Without LLM API keys, `main` spawns the graph-resident `mock:llm` node. It registers a pi-ai faux provider for completions and serves OpenAI-compatible mock embeddings. Without Turso credentials, data is stored locally in `holoiconic.db`. For custom providers see 'Using custom OpenAI-compatible providers' section above (6 methods + table).

## Interfaces

The runtime exposes three interfaces, all started automatically by the `main` node:

- **REPL**: interactive command line at the `holo>` prompt. Natural language input routes through `agent:loop`; dot-commands provide direct graph manipulation.
- **API**: OpenAI-compatible API on `localhost:3001`, including `/v1/chat/completions`, streaming SSE support, `/v1/models`, and `/health`.
- **WebUI**: browser-based chat and graph explorer on `localhost:3002`.

## The ctx primitives

Every node receives a `ctx` object with these primitives:

| Primitive | Signature | Description |
|---|---|---|
| `insert` | `ctx.insert(subject, predicate, object, graph?, embedding?)` | Insert an RDF quad. Idempotent for duplicate `(subject, predicate, object, graph)` values. |
| `remove` | `ctx.remove(subject, predicate, object?, graph?)` | Remove matching quads.

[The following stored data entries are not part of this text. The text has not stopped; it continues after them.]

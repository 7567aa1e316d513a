//! Rendering backend seam.
//!
//! The plotting helpers validate, lay out and jitter, then hand finished
//! primitives to a [`RenderBackend`]. [`Figure`] records them and renders
//! through plotters; tests can plug in their own backend.

use crate::colors;
use crate::config::FigureSize;
use crate::error::Result;
use crate::figure::{BarSeries, Decorations, ErrorBand, ErrorBars, Figure, LineTrace};
use plotters::style::RGBAColor;
use std::path::Path;

pub trait RenderBackend {
    /// Map a color name plus emphasis flag to a concrete color.
    fn resolve_color(&self, name: &str, emphasis: bool) -> Result<RGBAColor> {
        colors::get_plot_color(name, emphasis)
    }

    fn draw_bars(&mut self, series: BarSeries);

    fn draw_line(&mut self, trace: LineTrace);

    fn shade_band(&mut self, band: ErrorBand);

    fn draw_error_bars(&mut self, bars: ErrorBars);

    /// Axis labels, limits, ticks, title and legend.
    fn decorate(&mut self, decorations: Decorations);

    fn save_figure(&mut self, path: &Path, size: FigureSize) -> Result<()>;

    /// Display the figure interactively.
    fn show(&mut self) -> Result<()>;
}

impl RenderBackend for Figure {
    fn draw_bars(&mut self, series: BarSeries) {
        self.bars.push(series);
    }

    fn draw_line(&mut self, trace: LineTrace) {
        self.lines.push(trace);
    }

    fn shade_band(&mut self, band: ErrorBand) {
        self.bands.push(band);
    }

    fn draw_error_bars(&mut self, bars: ErrorBars) {
        self.error_bars.push(bars);
    }

    fn decorate(&mut self, decorations: Decorations) {
        self.decorations = decorations;
    }

    fn save_figure(&mut self, path: &Path, size: FigureSize) -> Result<()> {
        self.save(path, size)
    }

    fn show(&mut self) -> Result<()> {
        Figure::show(self)
    }
}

Omitting `object` removes all values for `(subject, predicate, graph)`. |
| `query` | `ctx.query({ subject?, predicate?, object?, graph? })` | Pattern-match quads. Omitted fields are wildcards. |
| `call` | `ctx.call(name, args?)` | Execute a graph-resident node by name. |
| `set` | `ctx.set(subject, predicate, object, graph?, embedding?)` | Atomically replace all values for `(subject, predicate, graph)` with one value. |
| `on` | `ctx.on(pattern, callback)` | Subscribe to quad changes matching a pattern. Returns an unsubscribe function. |

`ctx.self` returns the name of the currently executing node via AsyncLocalStorage.

## REPL commands

```text
.query {"subject":"...","predicate":"..."} query quads by pattern
.insert subject predicate object [--g graph] insert a quad
.remove subject predicate object [--g graph] remove a quad
.call name [argsJSON] call a node
.nodes list Function nodes
.source view node source
.edit edit node source inline
.create create a node interactively
.spawn spawn a long-lived node
.sessions list conversation sessions
.session show current session ID
.export [path] export graph snapshot JSON
.import import graph snapshot JSON
.deps show node dependencies
.inspect show comprehensive node info
.versions list saved source versions
.restore restore a source version
.cron run a node on a timer
.crons list cron jobs
.metrics show metrics report
.eval eval code with ctx in scope
.help show help
```

Any input not starting with `.` is sent to `agent:loop`.

## Running tests

```bash
bun run src/test-boot.ts
```

The integration test suite uses a custom harness and boots the full runtime against a local file DB.